**Data**
___

//! addons.mozilla.org (AMO) API client for extship.
//!
//! This crate wraps the AMO v5 add-on submission API: uploading a package,
//! waiting for server-side validation, and creating a new version of an
//! existing add-on from a processed upload.
//!
//! # Example
//!
//! ```no_run
//! use extship_amo::MozillaAddons;
//! use extship_types::{Channel, FirefoxCredentials, Package};
//!
//! let credentials = FirefoxCredentials {
//!     extension_id: "my-addon@example.com".to_string(),
//!     api_key: "user:12345:67".to_string(),
//!     api_secret: "secret".to_string(),
//! };
//!
//! let amo = MozillaAddons::new(credentials).expect("client");
//! let package = Package::read(std::path::Path::new("extension.zip")).expect("read");
//! let upload = amo.upload_package(&package, Channel::Listed, true).expect("upload");
//! let version = amo.create_version(&upload.uuid, None).expect("version");
//! println!("created version {}", version.version);
//! ```

pub mod jwt;

use std::thread;
use std::time::Duration;

use extship_types::{Channel, FirefoxCredentials, Package, StoreError, decode_response};
use reqwest::blocking::multipart::{Form, Part};
use reqwest::blocking::{Client, RequestBuilder};
use serde::{Deserialize, Serialize};

/// Default AMO root
pub const AMO_API_ROOT: &str = "https://addons.mozilla.org";

/// Default timeout for API requests
pub const DEFAULT_TIMEOUT_SECS: u64 = 300;

/// User agent sent with every request
pub const USER_AGENT: &str = concat!("extship/", env!("CARGO_PKG_VERSION"));

/// How long to wait for AMO to finish processing an upload.
#[derive(Debug, Clone, Copy, PartialEq, Eq)]
pub struct PollPolicy {
    /// Pause between status checks
    pub interval: Duration,
    /// Total budget for the wait
    pub max_wait: Duration,
}

impl Default for PollPolicy {
    fn default() -> Self {
        Self {
            interval: Duration::from_secs(5),
            max_wait: Duration::from_secs(120),
        }
    }
}

impl PollPolicy {
    /// Number of status checks the budget allows (at least one).
    pub fn attempts(&self) -> u32 {
        let interval = self.interval.as_nanos();
        if interval == 0 {
            return 1;
        }
        let attempts = self.max_wait.as_nanos() / interval;
        u32::try_from(attempts).unwrap_or(u32::MAX).max(1)
    }
}

/// AMO API client
#[derive(Debug, Clone)]
pub struct MozillaAddons {
    root_url: String,
    timeout: Duration,
    http: Client,
    credentials: FirefoxCredentials,
    poll: PollPolicy,
}

impl MozillaAddons {
    /// Create a client against addons.mozilla.org
    pub fn new(credentials: FirefoxCredentials) -> Result<Self, StoreError> {
        let timeout = Duration::from_secs(DEFAULT_TIMEOUT_SECS);
        Ok(Self {
            root_url: AMO_API_ROOT.to_string(),
            timeout,
            http: build_http(timeout)?,
            credentials,
            poll: PollPolicy::default(),
        })
    }

    /// Point the client at a different root (AMO dev/stage, test server)
    pub fn with_root_url(mut self, root_url: &str) -> Self {
        self.root_url = root_url.trim_end_matches('/').to_string();
        self
    }

    /// Set the request timeout
    pub fn with_timeout(mut self, timeout: Duration) -> Result<Self, StoreError> {
        self.timeout = timeout;
        self.http = build_http(timeout)?;
        Ok(self)
    }

    /// Set the processing wait policy
    pub fn with_poll_policy(mut self, poll: PollPolicy) -> Self {
        self.poll = poll;
        self
    }

    pub fn root_url(&self) -> &str {
        &self.root_url
    }

    pub fn poll_policy(&self) -> PollPolicy {
        self.poll
    }

    pub fn extension_id(&self) -> &str {
        &self.credentials.extension_id
    }

    /// Upload a package. With `wait`, block until AMO has processed it or
    /// the poll budget runs out.
    pub fn upload_package(
        &self,
        package: &Package,
        channel: Channel,
        wait: bool,
    ) -> Result<UploadStatus, StoreError> {
        self.upload_package_with(package, channel, wait, thread::sleep)
    }

    /// [`upload_package`](Self::upload_package) with a caller-supplied sleep.
    pub fn upload_package_with<S: FnMut(Duration)>(
        &self,
        package: &Package,
        channel: Channel,
        wait: bool,
        sleep: S,
    ) -> Result<UploadStatus, StoreError> {
        let url = format!("{}/api/v5/addons/upload/", self.root_url);
        let form = Form::new()
            .part("upload", file_part(package))
            .text("channel", channel.as_str());

        let uploaded: UploadStatus =
            self.send(self.http.post(url).multipart(form), "upload request failed")?;

        if !wait || uploaded.is_terminal() {
            return Ok(uploaded);
        }
        self.wait_for_processing_with(&uploaded.uuid, sleep)
    }

    /// Fetch the processing status of an upload.
    pub fn check_package_status(&self, uuid: &str) -> Result<UploadStatus, StoreError> {
        let url = format!("{}/api/v5/addons/upload/{}/", self.root_url, uuid);
        self.send(self.http.get(url), "upload status request failed")
    }

    /// Poll until the upload is processed or submitted.
    ///
    /// Checks immediately, then every `interval`, for `max_wait / interval`
    /// checks in total. There is no sleep after the last check.
    pub fn wait_for_processing_with<S: FnMut(Duration)>(
        &self,
        uuid: &str,
        mut sleep: S,
    ) -> Result<UploadStatus, StoreError> {
        let attempts = self.poll.attempts();
        for attempt in 1..=attempts {
            let status = self.check_package_status(uuid)?;
            if status.is_terminal() {
                return Ok(status);
            }
            if attempt < attempts {
                sleep(self.poll.interval);
            }
        }
        Err(StoreError::Timeout("validation wait exceeded".to_string()))
    }

    /// Create a new version of the add-on from a processed upload, with an
    /// optional source archive for reviewers.
    pub fn create_version(
        &self,
        uuid: &str,
        source: Option<&Package>,
    ) -> Result<VersionResult, StoreError> {
        let url = format!(
            "{}/api/v5/addons/addon/{}/versions/",
            self.root_url, self.credentials.extension_id
        );
        let mut form = Form::new().text("upload", uuid.to_string());
        if let Some(source) = source {
            form = form.part("source", file_part(source));
        }
        self.send(self.http.post(url).multipart(form), "version request failed")
    }

    fn send<T: serde::de::DeserializeOwned>(
        &self,
        request: RequestBuilder,
        context: &str,
    ) -> Result<T, StoreError> {
        let signed = jwt::mint(&self.credentials.api_key, &self.credentials.api_secret)?;
        let response = request
            .header(reqwest::header::AUTHORIZATION, format!("JWT {}", signed.token))
            .send()
            .map_err(|e| StoreError::transport(context, e))?;

        let status = response.status().as_u16();
        let body = response
            .text()
            .map_err(|e| StoreError::transport(format!("{context}: unreadable body"), e))?;
        decode_response(status, body)
    }
}

fn file_part(package: &Package) -> Part {
    Part::bytes(package.bytes.clone()).file_name(package.file_name.clone())
}

fn build_http(timeout: Duration) -> Result<Client, StoreError> {
    Client::builder()
        .timeout(timeout)
        .user_agent(USER_AGENT)
        .build()
        .map_err(|e| StoreError::transport("failed to build HTTP client", e))
}

/// Upload record returned by the upload and status endpoints
#[derive(Debug, Clone, PartialEq, Serialize, Deserialize)]
pub struct UploadStatus {
    pub uuid: String,
    #[serde(default, skip_serializing_if = "Option::is_none")]
    pub channel: Option<String>,
    pub processed: bool,
    pub submitted: bool,
    #[serde(default, skip_serializing_if = "Option::is_none")]
    pub valid: Option<bool>,
    #[serde(default, skip_serializing_if = "Option::is_none")]
    pub url: Option<String>,
    #[serde(default, skip_serializing_if = "Option::is_none")]
    pub version: Option<String>,
    /// Linter output, kept as the vendor sent it
    #[serde(default, skip_serializing_if = "Option::is_none")]
    pub validation: Option<serde_json::Value>,
}

impl UploadStatus {
    pub fn is_terminal(&self) -> bool {
        self.processed || self.submitted
    }

    /// Processed, and the linter refused it.
    pub fn is_rejected(&self) -> bool {
        self.processed && self.valid == Some(false)
    }

    /// Error count from the linter report, 0 when absent.
    pub fn validation_errors(&self) -> u64 {
        self.validation
            .as_ref()
            .and_then(|v| v.get("errors"))
            .and_then(|v| v.as_u64())
            .unwrap_or(0)
    }

    /// Messages of every error-level linter finding.
    pub fn validation_messages(&self) -> Vec<String> {
        self.validation
            .as_ref()
            .and_then(|v| v.get("messages"))
            .and_then(|v| v.as_array())
            .map(|messages| {
                messages
                    .iter()
                    .filter(|m| m.get("type").and_then(|t| t.as_str()) == Some("error"))
                    .filter_map(|m| m.get("message").and_then(|t| t.as_str()))
                    .map(str::to_string)
                    .collect()
            })
            .unwrap_or_default()
    }
}

/// Version record returned by the version-create endpoint
#[derive(Debug, Clone, PartialEq, Eq, Serialize, Deserialize)]
pub struct VersionResult {
    pub id: u64,
    pub version: String,
    #[serde(default, skip_serializing_if = "Option::is_none")]
    pub channel: Option<String>,
    #[serde(default, skip_serializing_if = "Option::is_none")]
    pub edit_url: Option<String>,
}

___

In the listing above, how many lines include the string "multipart"? Reply with the number alone.

3